The problem:
Filter the entries for the string "aggregate". Copy each line that has it.

⟨

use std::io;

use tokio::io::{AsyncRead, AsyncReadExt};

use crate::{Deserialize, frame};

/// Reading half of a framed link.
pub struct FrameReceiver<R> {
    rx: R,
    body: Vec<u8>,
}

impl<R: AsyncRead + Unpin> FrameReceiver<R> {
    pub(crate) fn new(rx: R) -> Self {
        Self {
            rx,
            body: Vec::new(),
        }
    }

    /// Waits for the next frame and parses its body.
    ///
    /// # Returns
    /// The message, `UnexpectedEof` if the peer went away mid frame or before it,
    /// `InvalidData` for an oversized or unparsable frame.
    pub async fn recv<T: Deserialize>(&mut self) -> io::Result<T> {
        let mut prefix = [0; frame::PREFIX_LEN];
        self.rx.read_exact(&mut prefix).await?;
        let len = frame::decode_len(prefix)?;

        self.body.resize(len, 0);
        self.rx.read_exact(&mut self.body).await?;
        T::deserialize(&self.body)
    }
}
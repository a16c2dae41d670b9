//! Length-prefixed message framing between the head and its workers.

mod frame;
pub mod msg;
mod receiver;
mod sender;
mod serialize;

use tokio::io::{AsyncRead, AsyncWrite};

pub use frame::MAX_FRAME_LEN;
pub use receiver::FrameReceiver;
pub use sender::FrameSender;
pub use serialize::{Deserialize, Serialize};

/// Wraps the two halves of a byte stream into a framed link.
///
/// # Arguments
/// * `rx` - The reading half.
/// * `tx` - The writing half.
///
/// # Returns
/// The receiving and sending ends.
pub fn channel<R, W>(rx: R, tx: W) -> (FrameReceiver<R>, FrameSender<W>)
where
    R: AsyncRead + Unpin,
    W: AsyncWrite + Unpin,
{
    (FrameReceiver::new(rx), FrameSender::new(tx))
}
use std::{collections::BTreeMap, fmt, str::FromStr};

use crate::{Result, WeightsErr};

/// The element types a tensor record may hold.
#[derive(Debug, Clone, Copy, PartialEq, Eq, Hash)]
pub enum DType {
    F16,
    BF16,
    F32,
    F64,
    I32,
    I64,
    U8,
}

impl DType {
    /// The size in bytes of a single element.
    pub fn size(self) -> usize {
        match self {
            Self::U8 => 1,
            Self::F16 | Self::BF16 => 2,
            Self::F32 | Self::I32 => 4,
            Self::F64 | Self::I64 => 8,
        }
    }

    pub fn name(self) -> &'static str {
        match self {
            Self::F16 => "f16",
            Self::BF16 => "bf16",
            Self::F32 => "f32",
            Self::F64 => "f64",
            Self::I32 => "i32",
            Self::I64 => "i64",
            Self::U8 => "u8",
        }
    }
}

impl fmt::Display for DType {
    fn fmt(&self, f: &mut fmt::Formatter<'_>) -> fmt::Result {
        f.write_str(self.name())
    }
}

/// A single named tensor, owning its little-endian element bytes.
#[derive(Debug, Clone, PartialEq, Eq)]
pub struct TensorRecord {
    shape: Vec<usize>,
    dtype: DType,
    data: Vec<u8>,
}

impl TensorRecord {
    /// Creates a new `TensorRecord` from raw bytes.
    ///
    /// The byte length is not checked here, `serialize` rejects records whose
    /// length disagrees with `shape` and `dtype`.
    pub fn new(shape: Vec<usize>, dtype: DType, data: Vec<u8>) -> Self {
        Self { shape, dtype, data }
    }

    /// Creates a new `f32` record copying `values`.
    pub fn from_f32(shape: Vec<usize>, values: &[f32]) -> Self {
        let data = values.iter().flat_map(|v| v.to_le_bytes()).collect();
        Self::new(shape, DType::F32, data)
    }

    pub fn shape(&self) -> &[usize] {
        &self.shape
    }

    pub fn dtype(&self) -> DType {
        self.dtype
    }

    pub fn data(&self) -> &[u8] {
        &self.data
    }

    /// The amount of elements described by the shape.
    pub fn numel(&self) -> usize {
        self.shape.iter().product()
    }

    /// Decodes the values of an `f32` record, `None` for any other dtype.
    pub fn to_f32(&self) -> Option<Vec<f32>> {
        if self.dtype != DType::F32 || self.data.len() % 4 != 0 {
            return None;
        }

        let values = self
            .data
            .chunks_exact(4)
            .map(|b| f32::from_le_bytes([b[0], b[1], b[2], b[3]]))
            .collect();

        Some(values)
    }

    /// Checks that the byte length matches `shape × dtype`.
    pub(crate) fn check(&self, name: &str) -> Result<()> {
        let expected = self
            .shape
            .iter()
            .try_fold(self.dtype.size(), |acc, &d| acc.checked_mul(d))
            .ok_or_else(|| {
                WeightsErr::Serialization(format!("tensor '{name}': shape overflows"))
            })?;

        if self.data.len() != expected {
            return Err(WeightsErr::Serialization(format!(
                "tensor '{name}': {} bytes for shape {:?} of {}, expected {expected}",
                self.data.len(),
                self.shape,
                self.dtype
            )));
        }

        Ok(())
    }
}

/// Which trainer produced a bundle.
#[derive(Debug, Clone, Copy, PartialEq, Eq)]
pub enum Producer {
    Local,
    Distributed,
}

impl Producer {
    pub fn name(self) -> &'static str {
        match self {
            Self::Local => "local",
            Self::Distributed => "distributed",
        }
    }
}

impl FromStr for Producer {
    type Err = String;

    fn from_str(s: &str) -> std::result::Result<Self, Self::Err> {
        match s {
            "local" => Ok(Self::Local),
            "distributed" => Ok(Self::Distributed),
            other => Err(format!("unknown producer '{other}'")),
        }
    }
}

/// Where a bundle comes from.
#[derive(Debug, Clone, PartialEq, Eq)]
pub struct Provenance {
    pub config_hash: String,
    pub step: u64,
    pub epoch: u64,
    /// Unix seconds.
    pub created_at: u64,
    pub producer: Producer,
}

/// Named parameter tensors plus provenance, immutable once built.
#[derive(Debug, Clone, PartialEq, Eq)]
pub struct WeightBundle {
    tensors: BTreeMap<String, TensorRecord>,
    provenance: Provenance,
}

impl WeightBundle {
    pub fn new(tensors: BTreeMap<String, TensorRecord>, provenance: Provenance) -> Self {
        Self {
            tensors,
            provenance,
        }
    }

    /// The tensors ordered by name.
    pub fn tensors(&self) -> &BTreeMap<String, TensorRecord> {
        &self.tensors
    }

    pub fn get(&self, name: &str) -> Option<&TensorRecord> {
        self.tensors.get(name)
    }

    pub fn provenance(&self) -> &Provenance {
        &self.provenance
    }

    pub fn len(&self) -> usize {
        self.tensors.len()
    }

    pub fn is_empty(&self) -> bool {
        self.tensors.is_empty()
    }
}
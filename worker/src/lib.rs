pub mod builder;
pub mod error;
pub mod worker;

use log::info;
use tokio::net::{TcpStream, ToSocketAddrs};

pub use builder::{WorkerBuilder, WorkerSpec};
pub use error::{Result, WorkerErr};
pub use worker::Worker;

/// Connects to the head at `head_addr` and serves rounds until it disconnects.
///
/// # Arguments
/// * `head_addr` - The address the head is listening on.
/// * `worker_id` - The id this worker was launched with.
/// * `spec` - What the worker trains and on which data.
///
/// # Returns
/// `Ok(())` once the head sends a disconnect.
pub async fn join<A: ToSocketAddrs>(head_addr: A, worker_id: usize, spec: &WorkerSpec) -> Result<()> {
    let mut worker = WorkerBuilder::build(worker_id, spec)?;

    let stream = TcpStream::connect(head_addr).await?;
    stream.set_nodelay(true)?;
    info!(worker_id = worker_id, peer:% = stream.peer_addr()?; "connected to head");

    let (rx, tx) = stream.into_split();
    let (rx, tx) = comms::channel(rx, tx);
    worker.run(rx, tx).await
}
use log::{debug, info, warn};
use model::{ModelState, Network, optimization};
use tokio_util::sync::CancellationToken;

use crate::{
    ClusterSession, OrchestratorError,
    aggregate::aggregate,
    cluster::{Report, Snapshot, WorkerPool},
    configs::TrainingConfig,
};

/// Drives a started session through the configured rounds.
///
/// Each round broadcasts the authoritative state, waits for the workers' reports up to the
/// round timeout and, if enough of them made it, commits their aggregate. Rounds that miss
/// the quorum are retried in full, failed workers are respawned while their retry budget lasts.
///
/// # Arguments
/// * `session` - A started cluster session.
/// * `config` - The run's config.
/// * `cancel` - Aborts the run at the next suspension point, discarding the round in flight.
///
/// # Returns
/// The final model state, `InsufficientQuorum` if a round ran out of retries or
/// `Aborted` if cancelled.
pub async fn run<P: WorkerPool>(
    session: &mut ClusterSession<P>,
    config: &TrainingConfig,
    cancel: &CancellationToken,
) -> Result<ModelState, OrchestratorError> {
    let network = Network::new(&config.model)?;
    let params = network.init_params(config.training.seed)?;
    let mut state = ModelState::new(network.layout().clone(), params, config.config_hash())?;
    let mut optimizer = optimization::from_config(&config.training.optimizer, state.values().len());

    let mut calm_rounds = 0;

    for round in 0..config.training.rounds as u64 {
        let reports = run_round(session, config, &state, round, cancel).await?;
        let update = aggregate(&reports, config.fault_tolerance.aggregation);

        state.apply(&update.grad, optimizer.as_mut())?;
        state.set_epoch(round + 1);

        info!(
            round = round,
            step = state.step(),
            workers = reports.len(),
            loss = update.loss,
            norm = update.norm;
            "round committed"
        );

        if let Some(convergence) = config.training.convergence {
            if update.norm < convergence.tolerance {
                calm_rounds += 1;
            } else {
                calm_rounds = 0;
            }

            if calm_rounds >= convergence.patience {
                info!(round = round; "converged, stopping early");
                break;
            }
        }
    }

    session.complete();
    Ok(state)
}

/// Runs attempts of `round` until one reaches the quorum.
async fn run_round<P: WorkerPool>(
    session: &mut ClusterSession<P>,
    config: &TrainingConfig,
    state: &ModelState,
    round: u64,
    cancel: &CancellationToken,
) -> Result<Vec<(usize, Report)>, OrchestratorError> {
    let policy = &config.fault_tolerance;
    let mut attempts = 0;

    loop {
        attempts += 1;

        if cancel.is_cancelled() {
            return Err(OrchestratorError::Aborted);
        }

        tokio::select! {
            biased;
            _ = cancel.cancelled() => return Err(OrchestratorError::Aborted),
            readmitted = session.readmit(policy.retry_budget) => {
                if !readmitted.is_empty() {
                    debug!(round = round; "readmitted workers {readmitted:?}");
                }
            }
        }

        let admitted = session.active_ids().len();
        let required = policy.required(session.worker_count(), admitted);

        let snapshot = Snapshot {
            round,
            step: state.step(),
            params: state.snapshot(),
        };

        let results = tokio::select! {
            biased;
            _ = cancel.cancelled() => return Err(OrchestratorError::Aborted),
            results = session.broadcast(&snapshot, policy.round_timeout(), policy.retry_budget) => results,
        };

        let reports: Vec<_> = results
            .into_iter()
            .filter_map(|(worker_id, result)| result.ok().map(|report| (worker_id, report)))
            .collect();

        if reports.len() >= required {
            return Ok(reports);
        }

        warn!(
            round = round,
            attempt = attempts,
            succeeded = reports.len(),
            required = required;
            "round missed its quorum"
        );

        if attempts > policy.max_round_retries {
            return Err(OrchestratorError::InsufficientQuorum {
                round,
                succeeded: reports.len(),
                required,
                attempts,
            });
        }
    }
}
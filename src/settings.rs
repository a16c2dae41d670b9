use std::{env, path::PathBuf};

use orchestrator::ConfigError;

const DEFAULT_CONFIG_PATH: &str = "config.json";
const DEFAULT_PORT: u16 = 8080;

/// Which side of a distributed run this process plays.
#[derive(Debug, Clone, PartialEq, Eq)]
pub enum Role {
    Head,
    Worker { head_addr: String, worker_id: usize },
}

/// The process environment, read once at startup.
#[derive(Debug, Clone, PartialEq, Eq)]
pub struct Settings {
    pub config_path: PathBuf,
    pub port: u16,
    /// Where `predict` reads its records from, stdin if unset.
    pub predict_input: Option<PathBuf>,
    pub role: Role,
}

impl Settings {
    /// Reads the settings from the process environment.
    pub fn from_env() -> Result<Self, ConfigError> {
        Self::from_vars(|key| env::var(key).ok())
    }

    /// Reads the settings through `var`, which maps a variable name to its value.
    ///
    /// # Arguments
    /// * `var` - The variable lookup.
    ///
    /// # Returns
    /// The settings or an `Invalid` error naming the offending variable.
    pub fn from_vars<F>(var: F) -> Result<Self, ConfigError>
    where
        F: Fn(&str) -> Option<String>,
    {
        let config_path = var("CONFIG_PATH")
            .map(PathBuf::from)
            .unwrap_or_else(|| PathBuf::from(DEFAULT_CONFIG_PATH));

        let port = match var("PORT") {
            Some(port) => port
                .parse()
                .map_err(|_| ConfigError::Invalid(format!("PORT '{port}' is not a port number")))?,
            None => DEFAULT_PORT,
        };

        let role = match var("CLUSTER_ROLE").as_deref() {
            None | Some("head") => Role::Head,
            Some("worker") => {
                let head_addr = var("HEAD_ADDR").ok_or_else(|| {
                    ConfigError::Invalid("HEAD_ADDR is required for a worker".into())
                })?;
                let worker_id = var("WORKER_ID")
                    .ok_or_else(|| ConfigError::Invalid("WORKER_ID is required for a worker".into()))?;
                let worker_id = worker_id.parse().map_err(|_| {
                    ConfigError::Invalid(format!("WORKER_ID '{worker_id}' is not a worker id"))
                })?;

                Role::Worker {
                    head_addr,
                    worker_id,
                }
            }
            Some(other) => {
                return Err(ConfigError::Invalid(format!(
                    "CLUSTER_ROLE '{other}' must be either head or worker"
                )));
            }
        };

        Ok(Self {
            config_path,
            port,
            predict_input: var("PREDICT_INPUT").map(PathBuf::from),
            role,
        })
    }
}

⟩

Answer box:
    aggregate::aggregate,
/// round timeout and, if enough of them made it, commits their aggregate. Rounds that miss
        let update = aggregate(&reports, config.fault_tolerance.aggregation);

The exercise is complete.